“On Sept. 1, Margaret Mary Vojtko, an adjunct professor who had taught French at Duquesne University for 25 years, passed away at the age of 83.” That is how attorney Daniel Kovalik begins his story of the death of an adjunct professor in the Pittsburgh Post-Gazette. The editorial has been making the rounds with academics as Vojtko’s life, teaching career and death highlight the way higher education treats — or mistreats — its staff.
Kovalik writes:
As amazing as it sounds, Margaret Mary, a 25-year professor, was not making ends meet. Even during the best of times, when she was teaching three classes a semester and two during the summer, she was not even clearing $25,000 a year, and she received absolutely no health care benefits. Compare this to the salary of Duquesne’s president, who makes more than $700,000 with full benefits.
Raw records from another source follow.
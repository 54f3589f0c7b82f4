// SPDX-License-Identifier: BUSL-1.1
// Copyright (c) 2026 Alfred Jean LLC

//! Durable remote backend: a plain HTTP key/value store.
//!
//! `GET {base}/{key}` returns the stored bytes (404 when absent) and
//! `PUT {base}/{key}` overwrites them.

use std::time::Duration;

use futures_util::future::BoxFuture;
use reqwest::{Client, StatusCode};

use crate::credential::store::StoreBackend;
use crate::error::StorageError;

pub struct RemoteBackend {
    base_url: String,
    auth_token: Option<String>,
    client: Client,
}

impl RemoteBackend {
    pub fn new(base_url: impl Into<String>, auth_token: Option<String>, timeout: Duration) -> Self {
        crate::executor::transport::ensure_crypto();
        let client = Client::builder().timeout(timeout).build().unwrap_or_default();
        Self { base_url: base_url.into().trim_end_matches('/').to_owned(), auth_token, client }
    }

    fn url(&self, key: &str) -> String {
        format!("{}/{}", self.base_url, key)
    }

    fn apply_auth(&self, req: reqwest::RequestBuilder) -> reqwest::RequestBuilder {
        match &self.auth_token {
            Some(token) => req.bearer_auth(token),
            None => req,
        }
    }
}

impl StoreBackend for RemoteBackend {
    fn name(&self) -> &str {
        "remote"
    }

    fn save<'a>(&'a self, key: &'a str, bytes: &'a [u8]) -> BoxFuture<'a, Result<(), StorageError>> {
        Box::pin(async move {
            let req = self
                .client
                .put(self.url(key))
                .header("Content-Type", "application/json")
                .body(bytes.to_vec());
            let resp = self.apply_auth(req).send().await.map_err(unavailable)?;
            if !resp.status().is_success() {
                return Err(StorageError::Unavailable(format!(
                    "remote store rejected write ({})",
                    resp.status()
                )));
            }
            Ok(())
        })
    }

    fn load<'a>(&'a self, key: &'a str) -> BoxFuture<'a, Result<Option<Vec<u8>>, StorageError>> {
        Box::pin(async move {
            let req = self.client.get(self.url(key));
            let resp = self.apply_auth(req).send().await.map_err(unavailable)?;
            match resp.status() {
                StatusCode::NOT_FOUND => Ok(None),
                status if status.is_success() => {
                    let bytes = resp.bytes().await.map_err(unavailable)?;
                    if bytes.is_empty() {
                        return Ok(None);
                    }
                    Ok(Some(bytes.to_vec()))
                }
                status => Err(StorageError::Unavailable(format!(
                    "remote store rejected read ({status})"
                ))),
            }
        })
    }
}

fn unavailable(err: reqwest::Error) -> StorageError {
    StorageError::Unavailable(format!("remote store: {err}"))
}
// SPDX-License-Identifier: BUSL-1.1
// Copyright (c) 2026 Alfred Jean LLC

//! Resilient execution of one logical API call.
//!
//! Each call carries the current bearer token, is classified by status, and
//! is retried, refreshed, or escalated to the authentication gate according
//! to the [`RetryPolicy`].

pub mod classify;
pub mod retry;
pub mod transport;

use std::collections::BTreeMap;
use std::sync::Arc;

use bytes::Bytes;
use reqwest::Url;
use serde::Serialize;
use tokio::time::Instant;
use tracing::{debug, info, warn, Instrument};
use uuid::Uuid;

use crate::error::{AuthError, ExecError};
use crate::gate::{AuthenticationGate, Escalation, Observed};

pub use classify::{classify, classify_response, RetryDecision};
pub use retry::RetryPolicy;
pub use transport::{HttpMethod, HttpRequest, HttpResponse, Transport, TransportError};

/// Response handed back to callers.
pub type ApiResponse = HttpResponse;

/// Caller-facing description of an API call, relative to the API base URL.
#[derive(Debug, Clone, PartialEq, Eq)]
pub struct ApiRequest {
    method: HttpMethod,
    target: String,
    query: Vec<(String, String)>,
    headers: BTreeMap<String, String>,
    body: Option<Bytes>,
}

impl ApiRequest {
    /// `target` is a path under the base URL or an absolute `http(s)` URL.
    pub fn new(method: HttpMethod, target: impl Into<String>) -> Self {
        Self {
            method,
            target: target.into(),
            query: Vec::new(),
            headers: BTreeMap::new(),
            body: None,
        }
    }

    pub fn get(target: impl Into<String>) -> Self {
        Self::new(HttpMethod::Get, target)
    }

    pub fn post(target: impl Into<String>) -> Self {
        Self::new(HttpMethod::Post, target)
    }

    pub fn put(target: impl Into<String>) -> Self {
        Self::new(HttpMethod::Put, target)
    }

    pub fn delete(target: impl Into<String>) -> Self {
        Self::new(HttpMethod::Delete, target)
    }

    pub fn query(mut self, name: impl Into<String>, value: impl Into<String>) -> Self {
        self.query.push((name.into(), value.into()));
        self
    }

    pub fn header(mut self, name: impl Into<String>, value: impl Into<String>) -> Self {
        self.headers.insert(name.into().to_ascii_lowercase(), value.into());
        self
    }

    /// Serialize `payload` as the JSON body.
    pub fn json<T: Serialize>(mut self, payload: &T) -> Result<Self, serde_json::Error> {
        self.body = Some(Bytes::from(serde_json::to_vec(payload)?));
        Ok(self.header("content-type", "application/json"))
    }

    pub fn body(mut self, body: impl Into<Bytes>) -> Self {
        self.body = Some(body.into());
        self
    }

    pub fn method(&self) -> HttpMethod {
        self.method
    }

    pub fn target(&self) -> &str {
        &self.target
    }

    /// Absolute URL with the query string applied.
    pub fn resolve(&self, base_url: &str) -> Result<String, ExecError> {
        let raw = if self.target.starts_with("http://") || self.target.starts_with("https://") {
            self.target.clone()
        } else {
            format!("{}/{}", base_url.trim_end_matches('/'), self.target.trim_start_matches('/'))
        };
        let mut url =
            Url::parse(&raw).map_err(|e| ExecError::InvalidRequest(format!("{raw}: {e}")))?;
        if !self.query.is_empty() {
            url.query_pairs_mut().extend_pairs(&self.query);
        }
        Ok(url.into())
    }
}

/// Per-call retry bookkeeping. Never persisted.
#[derive(Debug, Clone, Default, PartialEq, Eq)]
pub struct RequestAttempt {
    pub attempt_number: u32,
    pub last_error_kind: Option<&'static str>,
    pub backoff_until: Option<Instant>,
    /// Transport failures charged against the budget so far.
    pub failures: u32,
    /// The previous response was a 401 already answered by a forced refresh.
    pub unauthorized_once: bool,
}

/// How an attempt loop ended.
enum Step {
    Done(Result<ApiResponse, ExecError>),
    /// This call paused the gate (or found it pausing) through its own failure.
    Escalated,
}

pub struct ResilientRequestExecutor {
    base_url: String,
    transport: Arc<dyn Transport>,
    gate: Arc<AuthenticationGate>,
    policy: RetryPolicy,
}

impl ResilientRequestExecutor {
    pub fn new(
        base_url: impl Into<String>,
        transport: Arc<dyn Transport>,
        gate: Arc<AuthenticationGate>,
        policy: RetryPolicy,
    ) -> Self {
        Self { base_url: base_url.into(), transport, gate, policy }
    }

    pub fn policy(&self) -> &RetryPolicy {
        &self.policy
    }

    pub fn gate(&self) -> &Arc<AuthenticationGate> {
        &self.gate
    }

    pub fn is_paused(&self) -> bool {
        self.gate.is_paused()
    }

    pub async fn execute(
        &self,
        request: &ApiRequest,
        operation: &str,
    ) -> Result<ApiResponse, ExecError> {
        self.execute_with(request, operation, &self.policy).await
    }

    /// Execute with a per-call policy instead of the configured one.
    pub async fn execute_with(
        &self,
        request: &ApiRequest,
        operation: &str,
        policy: &RetryPolicy,
    ) -> Result<ApiResponse, ExecError> {
        let span = tracing::info_span!("api_call", operation, request_id = %Uuid::new_v4());
        async {
            let url = request.resolve(&self.base_url)?;
            let mut resumed = false;
            loop {
                match self.attempt_loop(&url, request, operation, policy).await {
                    Step::Done(result) => return result,
                    Step::Escalated if policy.resume_after_reauth && !resumed => {
                        resumed = true;
                        info!("waiting for reauthorization before retrying");
                        if !self.gate.wait_reopened().await {
                            return Err(ExecError::Paused);
                        }
                    }
                    Step::Escalated => return Err(ExecError::Paused),
                }
            }
        }
        .instrument(span)
        .await
    }

    async fn attempt_loop(
        &self,
        url: &str,
        request: &ApiRequest,
        operation: &str,
        policy: &RetryPolicy,
    ) -> Step {
        let lifecycle = self.gate.lifecycle();
        let mut attempt = RequestAttempt::default();
        loop {
            if self.gate.is_paused() {
                debug!(attempt = attempt.attempt_number, "gate paused, request not sent");
                return Step::Done(Err(ExecError::Paused));
            }
            attempt.attempt_number += 1;
            let generation = Observed::Generation(lifecycle.generation());

            let bundle = match lifecycle.get_valid_token().await {
                Ok(bundle) => bundle,
                Err(AuthError::ReauthorizationRequired) => {
                    if let Some(step) =
                        self.escalate(operation, "no usable credential", generation)
                    {
                        return step;
                    }
                    continue;
                }
                Err(e) => {
                    if let Some(step) = self
                        .back_off(&mut attempt, operation, policy, e.to_string(), generation)
                        .await
                    {
                        return step;
                    }
                    continue;
                }
            };
            let held = Observed::Token(&bundle.access_token);
            let issued = Observed::Generation(lifecycle.generation());

            let http = self.build(url, request, &bundle.access_token, policy);
            let response = match self.transport.send(http).await {
                Ok(response) => response,
                Err(e) => {
                    attempt.unauthorized_once = false;
                    if let Some(step) =
                        self.back_off(&mut attempt, operation, policy, e.to_string(), held).await
                    {
                        return step;
                    }
                    continue;
                }
            };

            let status = response.status;
            match classify_response(&response, policy.rate_limit_default_delay) {
                RetryDecision::Succeed => {
                    info!(attempt = attempt.attempt_number, status, "request succeeded");
                    return Step::Done(Ok(response));
                }
                RetryDecision::RetryAfter(delay) => {
                    attempt.unauthorized_once = false;
                    attempt.last_error_kind = Some("rate_limited");
                    attempt.backoff_until = Some(Instant::now() + delay);
                    warn!(
                        attempt = attempt.attempt_number,
                        delay_ms = delay.as_millis() as u64,
                        "rate limited, waiting"
                    );
                    tokio::time::sleep(delay).await;
                }
                RetryDecision::Reauthenticate if attempt.unauthorized_once => {
                    attempt.unauthorized_once = false;
                    attempt.last_error_kind = Some("unauthorized");
                    warn!(attempt = attempt.attempt_number, "second consecutive 401");
                    if let Some(step) = self.escalate(operation, "401 after token refresh", held) {
                        return step;
                    }
                }
                RetryDecision::Reauthenticate => {
                    attempt.unauthorized_once = true;
                    attempt.last_error_kind = Some("unauthorized");
                    info!(attempt = attempt.attempt_number, "401, forcing token refresh");
                    match lifecycle.force_refresh(&bundle.access_token).await {
                        Ok(_) => {}
                        Err(AuthError::ReauthorizationRequired) => {
                            if let Some(step) = self.escalate(
                                operation,
                                "token refresh rejected after 401",
                                issued,
                            ) {
                                return step;
                            }
                        }
                        Err(e) => {
                            if let Some(step) = self
                                .back_off(&mut attempt, operation, policy, e.to_string(), held)
                                .await
                            {
                                return step;
                            }
                        }
                    }
                }
                RetryDecision::Escalate => {
                    attempt.unauthorized_once = false;
                    attempt.last_error_kind = Some("forbidden");
                    if let Some(step) = self.escalate(operation, "403 from API", held) {
                        return step;
                    }
                }
                RetryDecision::Fail | RetryDecision::RetryBackoff => {
                    warn!(attempt = attempt.attempt_number, status, "request rejected");
                    return Step::Done(Err(ExecError::Rejected { status, body: response.text() }));
                }
            }
        }
    }

    /// Escalate a failure seen with `observed`. `None` means the credential
    /// was already replaced and the caller should simply retry.
    fn escalate(&self, operation: &str, reason: &str, observed: Observed<'_>) -> Option<Step> {
        let reason = format!("{operation}: {reason}");
        match self.gate.escalate(&reason, Some(observed)) {
            Escalation::Superseded => {
                debug!("credential already replaced, retrying");
                None
            }
            Escalation::Paused => Some(Step::Escalated),
        }
    }

    /// Charge one transport failure and sleep, or end the call once the
    /// budget is spent.
    async fn back_off(
        &self,
        attempt: &mut RequestAttempt,
        operation: &str,
        policy: &RetryPolicy,
        err: String,
        observed: Observed<'_>,
    ) -> Option<Step> {
        attempt.failures += 1;
        attempt.last_error_kind = Some("transport");
        if attempt.failures > policy.max_retries {
            warn!(attempts = attempt.failures, err = %err, "retry budget exhausted");
            if policy.escalate_on_exhaustion {
                let reason = format!("retry budget exhausted: {err}");
                if let Some(step) = self.escalate(operation, &reason, observed) {
                    return Some(step);
                }
            }
            return Some(Step::Done(Err(ExecError::TransportExhausted {
                attempts: attempt.failures,
                last_error: err,
            })));
        }
        let delay = policy.backoff_delay(attempt.failures - 1);
        attempt.backoff_until = Some(Instant::now() + delay);
        warn!(
            attempt = attempt.attempt_number,
            delay_ms = delay.as_millis() as u64,
            err = %err,
            "transport failure, backing off"
        );
        tokio::time::sleep(delay).await;
        None
    }

    fn build(
        &self,
        url: &str,
        request: &ApiRequest,
        access_token: &str,
        policy: &RetryPolicy,
    ) -> HttpRequest {
        let mut http = HttpRequest::new(request.method, url);
        http.headers = request.headers.clone();
        http.headers.insert("authorization".to_owned(), format!("Bearer {access_token}"));
        http.body = request.body.clone();
        http.timeout = policy.request_timeout;
        http
    }
}

#[cfg(test)]
#[path = "executor_tests.rs"]
mod tests;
Meanwhile, in the past year, her teaching load had been reduced by the university to one class a semester, which meant she was making well below $10,000 a year. With huge out-of-pocket bills from UPMC Mercy for her cancer treatment, Margaret Mary was left in abject penury. She could no longer keep her electricity on in her home, which became uninhabitable during the winter. She therefore took to working at an Eat ‘n Park at night and then trying to catch some sleep during the day at her office at Duquesne. When this was discovered by the university, the police were called in to eject her from her office. Still, despite her cancer and her poverty, she never missed a day of class.
The whole story is worth a read.
Here in Oregon United Academics of the University of Oregon — a union that represents adjuncts and full-time professors — excitedly announced yesterday that “Following months of negotiations, United Academics and the University of Oregon have reached tentative agreement on a historic first collective bargaining agreement!” For more information, go to the UAUO website.
Meanwhile, the classified staff (who don’t teach but whose work on everything from landscaping to computer programming to course scheduling are key to the university’s ability to run) is contemplating a Sept. 23 strike.